Monthly Archive for October, 2005

Online word-processors

A while ago I had an idea for a web site - I was trying to do a bit of creative writing and found that what I really wanted was a tool that would allow me to work on a document where-ever I was. It would keep a copy of my work on a server, accessible only to me, but I could share it as a web page if I wanted. It would also allow me to download the text as plain text or in RTF format and work on it on my local machine if I wanted as well.

I could have used Blogger or something, but Blogger always puts your most recent post first, and if you’re writing a novel you want the first (and probably oldest) chapter to always be at the top.

With my site you’d be able to chip away at your writer’s block any time, any place. And you’d never have to worry about your hard-drive dying or the web hosting company going bust, as you’d always have a local copy on your own machine and one on the server.

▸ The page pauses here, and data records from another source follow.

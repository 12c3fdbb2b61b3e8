//! Blocking client for the AppVeyor build artifacts API.
//!
//! This crate covers the three endpoints needed to mirror the artifacts of a
//! build to disk:
//!
//! - [`url`]: API base URL handling and endpoint path construction
//! - [`client`]: HTTP client construction, request building and execution
//! - [`models`]: Build, job and artifact response types
//! - [`download`]: Streaming an artifact body into a local file
//!
//! # Request Flow
//!
//! ```text
//! build_info_request(project, build)  → fetch_build      → BuildRecord
//!     ↓ for each job
//! job_artifacts_request(job_id)       → fetch_artifacts  → [ArtifactDescriptor]
//!     ↓ for each artifact
//! artifact_request(job_id, artifact)  → execute          → save_to_file
//! ```
//!
//! Requests are built and executed as separate steps so the caller can
//! report each URL before the blocking call.
//!
//! # Example
//!
//! ```no_run
//! use appveyor_dl_api::{ApiClient, api_base_url, build_client};
//!
//! # fn main() -> Result<(), Box<dyn std::error::Error>> {
//! let client = ApiClient::new(build_client(None)?, api_base_url()?);
//!
//! let request = client.build_info_request("acme/widget", "1.0.42")?;
//! println!("GET {}", request.url());
//! let build = client.fetch_build(request)?;
//!
//! for job in &build.jobs {
//!     let artifacts = client.fetch_artifacts(client.job_artifacts_request(&job.job_id)?)?;
//!     println!("{}: {} artifacts", job.name, artifacts.len());
//! }
//! # Ok(())
//! # }
//! ```

pub mod client;
pub mod download;
pub mod error;
pub mod models;
pub mod url;

// Re-export commonly used types
pub use client::{ACCEPT_ANY, ACCEPT_JSON, ApiClient, USER_AGENT, build_client};
pub use download::{DownloadError, base_name, local_file_name, save_to_file};
pub use error::ApiError;
pub use models::{ArtifactDescriptor, BuildEnvelope, BuildRecord, JobRecord};
pub use self::url::{DEFAULT_API_BASE_URL, UrlError, api_base_url, api_url, parse_base_url};
mod cli;
mod commands;
mod context;
mod output;

use clap::Parser;
use cli::Cli;
use context::Context;

fn main() {
    let cli = Cli::parse();

    let default_filter = if cli.verbose { "debug" } else { "warn" };
    env_logger::Builder::from_env(env_logger::Env::default().default_filter_or(default_filter))
        .init();

    let result = Context::from_cli(&cli)
        .and_then(|ctx| commands::fetch::run(&ctx, &cli.project, &cli.build));

    if let Err(e) = result {
        eprintln!("Error: {:#}", e);
        std::process::exit(1);
    }
}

Unlike Blogger, there would be a save button on the page to avoid those ‘oh my god all my work just vanished before I published it’ moments.

Well, I never got very far - aside from sketching out its features and finding a short, memorable .com domain name that was free.

No matter - there are a few sites that seem to offer pretty much what I was going to do. There’s ThinkFree Office Online, and the one that I’ve started testing is Writely.

Writely allows you to collaborate, publish to blogs, publish HTML if you want, you can download your work in Word or HTML format. It seems to do pretty much everything my web site would have done - it even has a save button. You can save as often as you like, and it tells you on the screen when you last saved it.

So now I have no excuse…

Mini vMac

The vMac project seems to have stalled, at least as far as Mac support goes, but I just found a side project called Mini vMac.

I got me a copy of System 2 and Mac Draw, a sneaky Mac system ROM and bingo! My 2005 PowerBook is now a 1986 MacPlus!

I do love the look of this - the tiny screen real-estate of the MacPlus compared to my 15 inch PowerBook. I love the minimalist beauty of the original MacOS, especially Susan Kare’s genius icons and the Chicago system font.

And don’t get me started on MacPaint. A work of art. Utterly simple, clear, beautiful software that was the template for all image editors that followed, including Photoshop.

Catching the Lincolnshire Poacher

As a youth I think it’s fair to say I didn’t get out much. I used to spend Sunday mornings listening to short wave radio, mainly for short-wave pirates and English-language programmes from stations like Radio Netherlands.

But occasionally I’d hear something stranger. Weird echoing chimes or music followed by numbers read out in a mechanical voice. Some of them were quite chilling - cold female voices reciting numbers in German or English.

I now know that these were ‘numbers stations’ - almost certainly these are coded transmissions from various secret services to their agents.

Many years later I was working as London producer for NPR, and we had a man called Robin Rimbaud (a.k.a. Scanner) in for an interview - he made music incorporating recordings of numbers stations. Lots of other people have done the same, such as Stereolab, Wilco, Boards of Canada and Pere Ubu.

I’d assumed that numbers stations had died out at the end of the Cold War, but a fair bit of Googling suggests they’re still with us. It might seem odd, quaint even, in the era of the internet, SMS and PGP, to still be using numbers read out over short wave. But it makes a lot of sense - there’s no route of IP numbers to trace, no records on hard drives. All you need is an innocuous radio set (and a rather less innocuous one-time pad or code-book!).

There are some fine audio clips on the web - for example at http://home.freeuk.com/spook007/ - I remember hearing the Swedish Rhapsody’s child-like voice, and it scared the willies out of me too.

A couple of the web sites I found said that at almost any time of the day or night there are numbers stations on the air. So I dusted off my short-wave radio, and scanned the dial. Maybe I’d find the Lincolnshire Poacher (MI6, supposedly active, and hey, kinda catchy!). Maybe the strange polyphonic beauty of XPH?

No. Nothing. Not even armed with a ’schedule’ for the Lincolnshire Poacher.

I think I might possibly have heard a very brief snatch of a station believed to be Algerian called ‘Magnetic Fields’ - but then again, it might just have been a radio station playing a bit of ‘Magnetic Fields’by Jean Michelle Jarre.